Nice save and westoration work Wes!!! Good looking, I'm guessing Petty Blue??? :thumbsup::thumbsup: Chome wheels look great on there, just wouldn't spin the tires too much with the thin rubber,lol. You'll burn right through!!! Like that body block mounting technique...RM


----------



## bobhch (Apr 22, 2007)

*Mopar Madness at it's best...that's a keeper man!!*

Wes,

Looking good in that light blue skin with the white rear stripe and black top & hood. Yep painting this was the right thing to do! 

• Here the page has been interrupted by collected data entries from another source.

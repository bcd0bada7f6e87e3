mod config;
mod display;
mod server;

use std::path::PathBuf;

use anyhow::Context;
use clap::{Parser, Subcommand};
use taxlaw_core::{DocumentRequest, TaxQuery};
use taxlaw_docs::DocumentClient;
use tracing_subscriber::EnvFilter;

use crate::config::Settings;

#[derive(Parser)]
#[command(name = "taxlaw", version, about = "Tax law question answering over legislation")]
struct Cli {
    #[command(flatten)]
    settings: Settings,

    #[command(subcommand)]
    command: Command,
}

#[derive(Subcommand)]
enum Command {
    /// Run the HTTP API.
    Serve,
    /// Answer a single question and print the result.
    Ask {
        question: String,
        /// Print the raw JSON payload instead of a card.
        #[arg(long)]
        json: bool,
    },
    /// Download a .docx and print its paragraph text.
    Extract { url: String },
    /// Embed JSON Lines passages into the local LanceDB index.
    #[cfg(feature = "lancedb")]
    Index {
        /// File with one `{"full_reference", "text"}` object per line.
        passages: PathBuf,
    },
}

/// Run the `.env` loader, then build the log filter so `RUST_LOG` may come from `.env`.
fn log_filter_after(
    load_env: impl FnOnce() -> dotenvy::Result<PathBuf>,
) -> (dotenvy::Result<PathBuf>, EnvFilter) {
    let loaded = load_env();
    let filter = EnvFilter::try_from_default_env().unwrap_or_else(|_| EnvFilter::new("info"));
    (loaded, filter)
}

#[tokio::main]
async fn main() -> anyhow::Result<()> {
    let (dotenv, filter) = log_filter_after(dotenvy::dotenv);
    tracing_subscriber::fmt().with_env_filter(filter).init();

    match dotenv {
        Ok(path) => tracing::info!(path = %path.display(), "loaded .env"),
        Err(_) => tracing::warn!(".env file not found"),
    }

    let cli = Cli::parse();
    tracing::info!("taxlaw v{}", env!("CARGO_PKG_VERSION"));

    match cli.command {
        Command::Serve => {
            let orchestrator = cli
                .settings
                .build_orchestrator()
                .await
                .context("initialising answer pipeline")?;
            let documents = DocumentClient::new(cli.settings.timeout())?;
            server::run(
                server::AppState {
                    orchestrator,
                    documents,
                },
                cli.settings.port,
            )
            .await
        }
        Command::Ask { question, json } => {
            let orchestrator = cli
                .settings
                .build_orchestrator()
                .await
                .context("initialising answer pipeline")?;
            let result = orchestrator.answer(&TaxQuery::new(question)).await;
            if json {
                println!("{}", serde_json::to_string_pretty(&result)?);
            } else {
                display::print_answer_card(&result);
            }
            Ok(())
        }
        Command::Extract { url } => {
            let client = DocumentClient::new(cli.settings.timeout())?;
            let doc = client
                .process(&DocumentRequest {
                    url,
                    flow_variable: "text".to_string(),
                })
                .await?;
            println!("{}", doc.text);
            Ok(())
        }
        #[cfg(feature = "lancedb")]
        Command::Index { passages } => {
            let raw = std::fs::read_to_string(&passages)
                .with_context(|| format!("reading {}", passages.display()))?;
            let sources = taxlaw_store::read_passage_sources(&raw)?;
            let index = cli.settings.lance_index().await?;
            let count = index
                .index_sources(&sources)
                .await
                .context("indexing passages")?;
            println!("Indexed {count} passages into {}", taxlaw_store::PASSAGES_TABLE);
            Ok(())
        }
    }
}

Bob.. Awesum Mopar...zilla


----------



## win43 (Aug 28, 2006)

Great looking GTX :thumbsup::thumbsup:

I might become a MOPAR man yet :lol:


----------



## slotcarman12078 (Oct 3, 2008)

Looks great Wes!!! Great color choices!! :thumbsup::thumbsup:


----------



## grungerockjeepe (Jan 8, 2007)

Great work, Wes! But Id ditch the wheels right away. The ansen sprints from the 4-gears would look right at home.


----------



## 1scalevolvo (Feb 5, 2004)

If I am not mistaken that looks like it is painted with Testor's "Big Bad Blue" that was a Mopar color from the 70's era.Great Save !!

Neal:dude:


----------



## clausheupel (Jan 27, 2005)

*Awesome restoration job!!!*

Hey Wes, 

I myself thought about trying to get that lot because of the weird GTX, but you did a much better job than I ever could have imagined!!! :thumbsup:

How are those cool custom wheels grip-wise? I was fiddling around with JL pullback and diecast wheels years ago (before discovering the joys of selfmade silicone... ) and was never satisfied with those hardening rubber tires...

Best regs and greetings from Germany,

Claus


----------



## grungerockjeepe (Jan 8, 2007)

Neal, Big Bad Blue is an AMC color originally. Since ChryCo bought out AMC in the mid 80s then youre (sorta) right by saying its a Mopar color. Everyone had something similar in the muscle car era: Ford had Grabber Blue, GM had Marina blue, but damifino what Mopar called their version. I just realized what a lamer I am, being a Mopar maniac and not knowing that!


----------



## roadrner (Jul 21, 1999)

Wes, 
Another great looking MOPAR! :thumbsup::thumbsup: rr


----------



## Marty (Oct 20, 1999)

1scalevolvo said:


> If I am not mistaken that looks like it is painted with Testor's "Big Bad Blue" that was a Mopar color from the 70's era.Great Save !!
> 
> Neal:dude:


"Big Bad Blue" was an American Motors color.

Marty


----------



## WesJY (Mar 4, 2004)

thanks guys for kind words.. it was a fun built. wish this car was in HO size.. 

Wes


----------



## 82whiskey (Sep 6, 2009)

My God Wes, I can't believe that's the same car. I have to tell you that this body was a toy from my childhood that was in a box of random items that for some reason I couldn't throw away. Its been sitting in the bottom of an old shoe box for 40 years and you gave it an whole new life. I don't mean to get all emotional here but the fact is it was a tiny piece of my childhood and I am so happy to see what you have done with it. It's Beautiful Wes! Thank You!

Brian


----------



## WesJY (Mar 4, 2004)

82whiskey said:


> My God Wes, I can't believe that's the same car. I have to tell you that this body was a toy from my childhood that was in a box of random items that for some reason I couldn't throw away. Its been sitting in the bottom of an old shoe box for 40 years and you gave it an whole new life. I don't mean to get all emotional here but the fact is it was a tiny piece of my childhood and I am so happy to see what you have done with it. It's Beautiful Wes! Thank You!
> 
> Brian


you know what? why dont you give me your address and i ll mail this car back to you for youto enjoy. PM me yolur address. 

Wes


----------



## 82whiskey (Sep 6, 2009)

Thanks for the offer Wes but seriously, you did all the work. When I owned it it was just a crappy old body. You made it what it is now so please, you enjoy it. I'm just glad to see you gave it a second life. If you ever should decide you want to sell it let me know. 

Thanks again Wes!


----------



## 82whiskey (Sep 6, 2009)

The car is beautiful Wes. You're a good a customizer and a good guy.

Thanks, Brian


----------